Washington, DC — Bureaucratic indifference and official callousness contributed to a suicide by a Bureau of Land Management national monument manager, according to an internal investigation report released today by Public Employees for Environmental Responsibility (PEER). At the same time, workplace surveys show deepening distrust and plummeting morale within the Bureau of Land Management (BLM) and other agencies within the Interior Department.
On May 2, 2005, Marlene Braun, the manager of the Carrizo Plains National Monument in California killed herself, leaving a suicide note citing abuse, humiliation and unprofessional conduct by her chain-of-command. The Inspector General “Report of Investigation”, dated April 19, 2006, found that “BLM did not take action to resolve longstanding differences…or to diffuse inter-office conflict, despite the availability of alternative dispute resolution methods.” As a result, the report concludes “a breakdown in trust, communication and cooperation…adversely affected management of the Carrizo Plains…”
The report, extracted by PEER nine months after its first Freedom of Information Act request to the Inspector General’s office, leaves lingering questions:
- Why did the Bakersfield Field Office manager not make a 911 call when he was unable to contact Braun after receiving her email?

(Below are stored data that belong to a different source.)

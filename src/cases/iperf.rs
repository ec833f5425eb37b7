//! One-way TCP throughput test with iperf.
//!
//! Builds iperf from source on both ends of the link, optionally starts the
//! server on the peer, runs the client against the peer address and checks the
//! sender-side throughput against a percentage of the negotiated link speed.

use super::{apply_link, validate, LinkContext};
use crate::exec::{self, BackgroundProcess};
use crate::fetch;
use crate::params::TestParams;
use crate::parse;
use crate::pkg::PkgBackend;
use crate::remote::RemoteSession;
use crate::verdict::{fail, skip, CaseResult, TestReport, Verdict};
use std::path::PathBuf;
use tracing::{info, warn};

const DEPS: &[&str] = &["gcc", "autoconf", "perl", "m4", "libtool"];

struct Context {
    link: LinkContext,
    /// Versioned source dir name, e.g. "iperf-2.0.13"; doubles as the peer
    /// scratch dir under /tmp.
    version: String,
    client: PathBuf,
    server: Option<BackgroundProcess>,
}

pub async fn run(params: &TestParams) -> TestReport {
    let report = TestReport::begin("iperf");
    info!(case = "iperf", peer = %params.peer_ip, "starting");

    let ctx = match setup(params).await {
        Ok(ctx) => ctx,
        Err(e) => return report.finish(e.into(), Vec::new(), None),
    };
    let (verdict, details) = match execute(params, &ctx).await {
        Ok(details) => (Verdict::Pass, details),
        Err(e) => (e.into(), Vec::new()),
    };
    let teardown_issue = teardown(params, ctx).await.err().map(|e| e.to_string());
    report.finish(verdict, details, teardown_issue)
}

async fn setup(params: &TestParams) -> CaseResult<Context> {
    let iface = validate(params)?;
    let session = RemoteSession::new(
        &params.peer_ip,
        &params.peer_user,
        params.peer_password.as_deref(),
    );

    let backend = PkgBackend::detect()
        .await
        .ok_or_else(|| skip("no supported package backend on this host"))?;
    for pkg in DEPS {
        backend.ensure_installed(pkg).await?;
        backend.ensure_installed_peer(&session, pkg).await?;
    }

    let link = apply_link(params, iface, session).await?;

    let scratch = params.workdir.join("iperf");
    let tarball = fetch::download(&params.iperf_download, &scratch)
        .await
        .map_err(|e| skip(format!("unable to fetch iperf source: {e}")))?;
    let version = fetch::archive_stem(&tarball);
    fetch::extract(&tarball, &scratch)
        .await
        .map_err(|e| skip(format!("unable to extract iperf source: {e}")))?;
    let build_dir = scratch.join(&version);

    let out = link
        .session
        .copy_to(&build_dir, "/tmp")
        .await
        .map_err(|e| skip(format!("scp to peer failed: {e}")))?;
    if !out.success() {
        return Err(skip("unable to copy the iperf source to the peer machine"));
    }
    let out = link
        .session
        .run(&format!("cd /tmp/{version} && ./configure && make"))
        .await
        .map_err(|e| skip(format!("remote build failed to start: {e}")))?;
    if !out.success() {
        return Err(skip("unable to compile iperf on the peer machine"));
    }

    let server = if params.iperf_server_run {
        let cmd = format!("/tmp/{version}/src/iperf -s");
        let handle = link
            .session
            .spawn(&cmd)
            .map_err(|e| skip(format!("could not start iperf server on peer: {e}")))?;
        info!(server = %handle.describe(), "peer server started");
        Some(handle)
    } else {
        None
    };

    fetch::configure_and_make(&build_dir)
        .await
        .map_err(|e| skip(format!("unable to compile iperf on the host: {e}")))?;

    Ok(Context {
        link,
        version,
        client: build_dir.join("src").join("iperf"),
        server,
    })
}

async fn execute(params: &TestParams, ctx: &Context) -> CaseResult<Vec<String>> {
    // Read the link speed now, not at setup, so any MTU-driven renegotiation
    // is reflected in the threshold baseline.
    let speed = ctx
        .link
        .iface
        .speed_mbit()
        .map_err(|e| fail(format!("cannot read link speed: {e}")))?;

    let client = ctx.client.to_string_lossy().to_string();
    let out = exec::run(&client, &["-c", &params.peer_ip])
        .await
        .map_err(|e| fail(format!("iperf client did not start: {e}")))?;
    if !out.success() {
        return Err(fail(format!(
            "iperf run failed (exit {}): {}",
            out.exit_status,
            out.stderr_text().trim()
        )));
    }

    evaluate(&out.stdout_text(), params.expected_throughput, speed)
}

/// Verification phase: extract the sender throughput and hold it against the
/// expected percentage of link speed. Public so the threshold contract can be
/// exercised without hardware.
pub fn evaluate(stdout: &str, expected_pct: u64, link_speed_mbit: u64) -> CaseResult<Vec<String>> {
    let Some(tput) = parse::iperf_sender_throughput(stdout) else {
        return Err(fail("no sender summary line in iperf output"));
    };
    let mbit = tput.as_mbit();
    if parse::below_throughput_floor(mbit, expected_pct, link_speed_mbit) {
        return Err(fail(format!(
            "throughput actual - {}%, expected - {}%, actual value - {} Mb/sec",
            parse::percent_of_link(mbit, link_speed_mbit),
            expected_pct,
            mbit
        )));
    }
    Ok(vec![format!(
        "sender throughput {} Mb/sec ({}% of {} Mb/s link, floor {}%)",
        mbit,
        parse::percent_of_link(mbit, link_speed_mbit),
        link_speed_mbit,
        expected_pct
    )])
}

async fn teardown(params: &TestParams, mut ctx: Context) -> CaseResult<()> {
    if let Some(server) = ctx.server.take() {
        if let Err(e) = server.stop().await {
            warn!("could not stop server channel: {e}");
        }
    }
    let out = ctx
        .link
        .session
        .run(&format!("pkill iperf; rm -rf /tmp/{}", ctx.version))
        .await
        .map_err(|e| fail(format!("ssh to peer failed during cleanup: {e}")))?;
    if !out.success() {
        return Err(fail(
            "either the ssh to the peer machine failed or the iperf process was not killed",
        ));
    }
    super::restore_link(params, &ctx.link).await
}

#[cfg(test)]
mod tests {
    use super::*;

    const SENDER_937: &str =
        "[  5]   0.00-10.00  sec  1.09 GBytes   937 Mbits/sec                  sender\n";
    const SENDER_800: &str =
        "[  5]   0.00-10.00  sec  953 MBytes   800 Mbits/sec                  sender\n";

    #[test]
    fn test_evaluate_pass_above_floor() {
        // 937 >= 85% of 1000.
        let details = evaluate(SENDER_937, 85, 1000).unwrap();
        assert!(details[0].contains("937 Mb/sec"));
    }

    #[test]
    fn test_evaluate_fail_below_floor_cites_percentages() {
        let err = evaluate(SENDER_800, 85, 1000).err().unwrap();
        let msg = err.to_string();
        assert!(msg.contains("actual - 80%"));
        assert!(msg.contains("expected - 85%"));
        assert!(msg.contains("800 Mb/sec"));
    }

    #[test]
    fn test_evaluate_boundary_equal_passes() {
        let line = "[  5]   0.00-10.00  sec  1013 MBytes   850 Mbits/sec        sender\n";
        assert!(evaluate(line, 85, 1000).is_ok());
    }

    #[test]
    fn test_evaluate_missing_sender_line_fails() {
        let err = evaluate("connect failed: Connection refused\n", 85, 1000)
            .err()
            .unwrap();
        assert!(matches!(err, crate::verdict::CaseError::Fail(_)));
    }
}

- Who delayed “emergency medical personnel” from immediately responding to Braun’s house, requesting that they await “the arrival of law enforcement” because “Braun was known to possess firearms”? Braun was alive as emergency responders arrived but died an hour later;
- Why did the BLM officials first dispatched to check on Braun seize her computer and other materials from Braun’s house and then “failed to properly inventory the removed property or document their actions as required by BLM policy”?; and
- What, if any, changes will Interior consider adopting to prevent future such tragedies?
“Interior’s leadership should extract and share the lessons learned from Marlene Braun’s life and death, instead of treating it like a skeleton they want to keep hidden in the closet,” stated California PEER Director Karen Schambach, who had worked with Braun in the months before her death to resolve the personnel and resource conflicts on Carrizo Plains. “Unfortunately, without a change in cultural climate at Interior to one which stresses more kindness and less authoritarianism, this type of tragedy will recur.”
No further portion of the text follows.